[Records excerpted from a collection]
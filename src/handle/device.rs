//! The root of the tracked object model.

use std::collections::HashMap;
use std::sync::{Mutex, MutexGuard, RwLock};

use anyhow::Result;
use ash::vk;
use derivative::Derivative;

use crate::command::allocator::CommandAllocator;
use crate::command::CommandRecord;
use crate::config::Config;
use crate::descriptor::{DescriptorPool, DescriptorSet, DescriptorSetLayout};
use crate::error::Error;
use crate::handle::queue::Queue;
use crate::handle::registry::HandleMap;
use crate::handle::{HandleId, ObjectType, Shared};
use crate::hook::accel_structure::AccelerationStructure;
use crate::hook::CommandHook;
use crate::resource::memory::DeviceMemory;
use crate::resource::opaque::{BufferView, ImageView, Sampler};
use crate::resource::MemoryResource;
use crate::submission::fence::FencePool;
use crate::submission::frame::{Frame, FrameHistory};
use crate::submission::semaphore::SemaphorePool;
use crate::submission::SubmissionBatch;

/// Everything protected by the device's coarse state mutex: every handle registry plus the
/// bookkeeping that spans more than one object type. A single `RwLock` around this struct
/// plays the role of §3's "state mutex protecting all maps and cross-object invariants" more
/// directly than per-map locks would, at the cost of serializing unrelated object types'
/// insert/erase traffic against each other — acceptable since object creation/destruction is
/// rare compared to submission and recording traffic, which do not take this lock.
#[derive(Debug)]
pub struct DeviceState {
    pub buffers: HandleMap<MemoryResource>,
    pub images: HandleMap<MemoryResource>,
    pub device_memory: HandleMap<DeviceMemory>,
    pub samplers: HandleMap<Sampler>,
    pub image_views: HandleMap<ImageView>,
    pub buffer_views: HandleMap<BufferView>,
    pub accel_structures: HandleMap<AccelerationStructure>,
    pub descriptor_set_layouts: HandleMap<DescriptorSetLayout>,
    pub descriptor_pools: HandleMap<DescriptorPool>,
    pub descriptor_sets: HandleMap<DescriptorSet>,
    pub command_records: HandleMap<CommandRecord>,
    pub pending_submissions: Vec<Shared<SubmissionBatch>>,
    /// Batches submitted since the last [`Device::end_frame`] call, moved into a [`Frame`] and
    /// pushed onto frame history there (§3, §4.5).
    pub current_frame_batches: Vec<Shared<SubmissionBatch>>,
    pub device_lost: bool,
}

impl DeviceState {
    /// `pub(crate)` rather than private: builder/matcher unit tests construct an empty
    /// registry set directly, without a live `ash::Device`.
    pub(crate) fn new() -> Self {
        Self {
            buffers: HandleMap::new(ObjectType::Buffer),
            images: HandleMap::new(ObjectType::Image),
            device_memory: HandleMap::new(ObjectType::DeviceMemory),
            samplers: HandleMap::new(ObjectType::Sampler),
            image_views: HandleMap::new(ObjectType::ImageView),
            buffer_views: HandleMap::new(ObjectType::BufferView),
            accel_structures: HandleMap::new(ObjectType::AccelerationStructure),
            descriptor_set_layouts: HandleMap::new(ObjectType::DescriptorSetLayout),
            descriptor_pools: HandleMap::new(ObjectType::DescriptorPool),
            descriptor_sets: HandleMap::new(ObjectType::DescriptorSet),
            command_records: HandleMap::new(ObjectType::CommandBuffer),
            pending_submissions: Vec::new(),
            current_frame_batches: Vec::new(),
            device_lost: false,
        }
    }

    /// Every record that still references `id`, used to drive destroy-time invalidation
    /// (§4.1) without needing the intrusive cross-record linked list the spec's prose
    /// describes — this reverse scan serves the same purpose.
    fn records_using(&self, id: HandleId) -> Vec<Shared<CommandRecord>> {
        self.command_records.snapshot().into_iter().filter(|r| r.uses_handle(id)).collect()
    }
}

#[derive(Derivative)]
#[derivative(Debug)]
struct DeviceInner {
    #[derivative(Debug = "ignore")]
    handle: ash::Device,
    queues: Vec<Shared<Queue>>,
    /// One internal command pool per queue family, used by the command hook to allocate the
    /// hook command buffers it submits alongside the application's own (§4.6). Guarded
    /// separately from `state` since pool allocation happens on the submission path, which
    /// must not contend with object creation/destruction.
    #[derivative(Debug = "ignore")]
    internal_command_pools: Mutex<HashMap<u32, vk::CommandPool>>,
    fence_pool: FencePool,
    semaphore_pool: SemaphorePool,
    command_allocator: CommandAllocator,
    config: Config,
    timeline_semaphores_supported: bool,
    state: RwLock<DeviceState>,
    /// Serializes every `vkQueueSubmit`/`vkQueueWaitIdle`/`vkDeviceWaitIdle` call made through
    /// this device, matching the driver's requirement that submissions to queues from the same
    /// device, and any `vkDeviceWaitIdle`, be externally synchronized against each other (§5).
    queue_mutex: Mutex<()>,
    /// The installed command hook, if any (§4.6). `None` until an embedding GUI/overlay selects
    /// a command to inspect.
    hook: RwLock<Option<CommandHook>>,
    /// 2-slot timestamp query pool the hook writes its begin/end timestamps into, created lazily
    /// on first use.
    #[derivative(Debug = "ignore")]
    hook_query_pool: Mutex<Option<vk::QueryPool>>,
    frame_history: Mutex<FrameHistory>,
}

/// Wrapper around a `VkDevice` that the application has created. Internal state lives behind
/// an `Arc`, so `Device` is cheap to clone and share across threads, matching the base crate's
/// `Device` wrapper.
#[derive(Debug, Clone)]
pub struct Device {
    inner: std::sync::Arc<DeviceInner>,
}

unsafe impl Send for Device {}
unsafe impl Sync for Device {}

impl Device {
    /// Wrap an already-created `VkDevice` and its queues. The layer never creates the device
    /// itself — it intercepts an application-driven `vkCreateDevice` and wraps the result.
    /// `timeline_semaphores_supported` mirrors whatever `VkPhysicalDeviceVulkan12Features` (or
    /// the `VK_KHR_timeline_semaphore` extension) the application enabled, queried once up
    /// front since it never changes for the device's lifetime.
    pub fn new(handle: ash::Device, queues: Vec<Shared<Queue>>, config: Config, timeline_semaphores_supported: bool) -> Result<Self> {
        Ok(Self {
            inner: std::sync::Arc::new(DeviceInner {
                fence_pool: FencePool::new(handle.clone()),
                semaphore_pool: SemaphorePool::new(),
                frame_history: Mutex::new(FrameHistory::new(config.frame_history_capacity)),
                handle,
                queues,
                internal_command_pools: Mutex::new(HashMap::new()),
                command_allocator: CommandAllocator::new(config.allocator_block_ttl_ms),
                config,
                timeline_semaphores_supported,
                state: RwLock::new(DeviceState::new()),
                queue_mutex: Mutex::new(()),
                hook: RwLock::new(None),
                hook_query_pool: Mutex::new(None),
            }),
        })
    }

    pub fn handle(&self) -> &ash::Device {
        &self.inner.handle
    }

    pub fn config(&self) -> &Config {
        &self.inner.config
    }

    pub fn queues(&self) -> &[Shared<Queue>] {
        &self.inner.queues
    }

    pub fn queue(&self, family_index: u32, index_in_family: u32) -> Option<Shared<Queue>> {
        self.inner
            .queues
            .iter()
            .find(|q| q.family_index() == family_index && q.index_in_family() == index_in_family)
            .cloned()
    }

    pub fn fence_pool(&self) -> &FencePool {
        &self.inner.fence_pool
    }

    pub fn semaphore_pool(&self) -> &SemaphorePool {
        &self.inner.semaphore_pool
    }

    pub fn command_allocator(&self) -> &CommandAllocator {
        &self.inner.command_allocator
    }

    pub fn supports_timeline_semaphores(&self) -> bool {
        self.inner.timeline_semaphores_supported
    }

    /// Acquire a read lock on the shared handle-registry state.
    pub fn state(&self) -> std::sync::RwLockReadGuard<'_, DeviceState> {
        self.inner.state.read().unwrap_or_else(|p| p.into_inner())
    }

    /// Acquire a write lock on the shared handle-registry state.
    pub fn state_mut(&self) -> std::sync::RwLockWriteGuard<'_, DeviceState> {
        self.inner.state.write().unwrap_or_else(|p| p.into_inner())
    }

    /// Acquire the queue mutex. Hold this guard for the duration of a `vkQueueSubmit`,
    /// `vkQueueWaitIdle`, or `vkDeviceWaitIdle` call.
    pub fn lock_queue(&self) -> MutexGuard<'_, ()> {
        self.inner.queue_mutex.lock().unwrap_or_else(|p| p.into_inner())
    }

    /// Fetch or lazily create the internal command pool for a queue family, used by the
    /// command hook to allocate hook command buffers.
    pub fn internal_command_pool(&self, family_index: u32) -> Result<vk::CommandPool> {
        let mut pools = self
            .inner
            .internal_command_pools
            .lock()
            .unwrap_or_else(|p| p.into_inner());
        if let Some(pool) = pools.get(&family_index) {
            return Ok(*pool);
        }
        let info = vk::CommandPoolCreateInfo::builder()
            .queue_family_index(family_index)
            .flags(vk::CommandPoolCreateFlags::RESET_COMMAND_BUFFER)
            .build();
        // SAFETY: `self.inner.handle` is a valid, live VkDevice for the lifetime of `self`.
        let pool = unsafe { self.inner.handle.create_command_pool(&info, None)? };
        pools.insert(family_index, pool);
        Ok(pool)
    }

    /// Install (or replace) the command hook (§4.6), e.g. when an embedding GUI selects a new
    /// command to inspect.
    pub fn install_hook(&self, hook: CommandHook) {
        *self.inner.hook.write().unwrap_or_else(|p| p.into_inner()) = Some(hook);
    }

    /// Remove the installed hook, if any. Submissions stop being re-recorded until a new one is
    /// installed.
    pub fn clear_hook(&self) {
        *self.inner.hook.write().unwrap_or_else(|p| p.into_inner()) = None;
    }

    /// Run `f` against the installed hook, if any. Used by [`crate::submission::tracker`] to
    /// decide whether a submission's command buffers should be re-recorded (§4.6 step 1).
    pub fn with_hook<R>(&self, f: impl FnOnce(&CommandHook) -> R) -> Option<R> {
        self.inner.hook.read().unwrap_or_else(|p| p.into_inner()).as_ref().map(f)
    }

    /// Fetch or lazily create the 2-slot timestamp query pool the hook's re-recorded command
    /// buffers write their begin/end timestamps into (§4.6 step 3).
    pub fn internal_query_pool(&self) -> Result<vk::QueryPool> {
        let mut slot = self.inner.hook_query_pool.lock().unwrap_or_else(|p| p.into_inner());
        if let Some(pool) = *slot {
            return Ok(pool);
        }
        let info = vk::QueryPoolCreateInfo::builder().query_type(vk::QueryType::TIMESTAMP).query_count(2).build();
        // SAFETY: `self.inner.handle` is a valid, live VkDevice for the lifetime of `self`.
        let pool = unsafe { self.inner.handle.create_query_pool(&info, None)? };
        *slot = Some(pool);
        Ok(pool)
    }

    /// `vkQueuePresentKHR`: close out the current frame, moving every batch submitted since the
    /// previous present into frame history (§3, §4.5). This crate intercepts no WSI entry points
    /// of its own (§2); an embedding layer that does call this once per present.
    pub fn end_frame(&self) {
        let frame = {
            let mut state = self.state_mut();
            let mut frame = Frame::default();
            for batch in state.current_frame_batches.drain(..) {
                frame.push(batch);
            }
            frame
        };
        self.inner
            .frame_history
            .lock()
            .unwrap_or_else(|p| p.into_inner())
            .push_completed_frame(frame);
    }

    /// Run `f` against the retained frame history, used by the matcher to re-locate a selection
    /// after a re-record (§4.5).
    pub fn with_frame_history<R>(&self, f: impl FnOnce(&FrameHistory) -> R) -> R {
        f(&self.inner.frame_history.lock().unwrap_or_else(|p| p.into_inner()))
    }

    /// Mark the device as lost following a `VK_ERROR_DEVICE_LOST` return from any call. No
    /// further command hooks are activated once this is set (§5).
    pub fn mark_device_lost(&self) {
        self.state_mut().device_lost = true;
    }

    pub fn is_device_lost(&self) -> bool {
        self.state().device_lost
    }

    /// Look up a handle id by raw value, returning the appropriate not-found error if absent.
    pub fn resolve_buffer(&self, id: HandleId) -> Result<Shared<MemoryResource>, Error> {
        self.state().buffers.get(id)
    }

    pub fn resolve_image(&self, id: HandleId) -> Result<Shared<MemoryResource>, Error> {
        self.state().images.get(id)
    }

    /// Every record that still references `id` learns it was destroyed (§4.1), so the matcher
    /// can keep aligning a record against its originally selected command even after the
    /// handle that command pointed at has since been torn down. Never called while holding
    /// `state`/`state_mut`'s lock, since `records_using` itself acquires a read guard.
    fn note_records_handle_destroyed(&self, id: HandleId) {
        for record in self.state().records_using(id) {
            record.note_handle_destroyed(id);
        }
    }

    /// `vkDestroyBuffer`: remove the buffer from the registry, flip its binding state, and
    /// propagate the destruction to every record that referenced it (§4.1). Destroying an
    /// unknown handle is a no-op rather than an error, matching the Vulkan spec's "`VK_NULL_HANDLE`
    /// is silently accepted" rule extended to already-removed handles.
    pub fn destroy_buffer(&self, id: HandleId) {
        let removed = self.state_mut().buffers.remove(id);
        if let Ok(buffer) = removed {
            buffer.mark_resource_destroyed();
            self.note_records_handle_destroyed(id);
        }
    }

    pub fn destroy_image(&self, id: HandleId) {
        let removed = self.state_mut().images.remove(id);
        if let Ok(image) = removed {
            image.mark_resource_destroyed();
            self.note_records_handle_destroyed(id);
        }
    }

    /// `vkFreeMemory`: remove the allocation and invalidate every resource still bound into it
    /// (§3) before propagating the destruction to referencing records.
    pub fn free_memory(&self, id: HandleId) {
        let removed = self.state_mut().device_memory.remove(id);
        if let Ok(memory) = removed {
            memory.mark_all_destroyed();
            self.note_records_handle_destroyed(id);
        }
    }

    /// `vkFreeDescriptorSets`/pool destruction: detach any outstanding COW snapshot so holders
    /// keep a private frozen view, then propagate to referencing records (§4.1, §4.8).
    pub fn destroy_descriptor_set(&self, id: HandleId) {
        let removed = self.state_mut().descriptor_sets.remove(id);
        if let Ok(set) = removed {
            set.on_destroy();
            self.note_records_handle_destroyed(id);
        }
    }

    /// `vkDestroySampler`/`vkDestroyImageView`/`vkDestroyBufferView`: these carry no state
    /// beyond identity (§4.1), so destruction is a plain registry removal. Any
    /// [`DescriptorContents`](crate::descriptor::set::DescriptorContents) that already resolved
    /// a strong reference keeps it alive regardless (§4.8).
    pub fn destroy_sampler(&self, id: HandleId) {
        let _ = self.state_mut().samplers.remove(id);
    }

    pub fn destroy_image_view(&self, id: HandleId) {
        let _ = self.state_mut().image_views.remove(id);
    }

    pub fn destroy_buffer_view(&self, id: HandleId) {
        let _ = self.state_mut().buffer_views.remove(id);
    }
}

* **Task goal**
Retype exactly, and only, the lines above from the one where "pub fn with_hook<R>(&self, f: impl" occurs up to and including the one where "(§4.6 step 3)." occurs.

* **Expected answer**
    pub fn with_hook<R>(&self, f: impl FnOnce(&CommandHook) -> R) -> Option<R> {
        self.inner.hook.read().unwrap_or_else(|p| p.into_inner()).as_ref().map(f)
    }

    /// Fetch or lazily create the 2-slot timestamp query pool the hook's re-recorded command
    /// buffers write their begin/end timestamps into (§4.6 step 3).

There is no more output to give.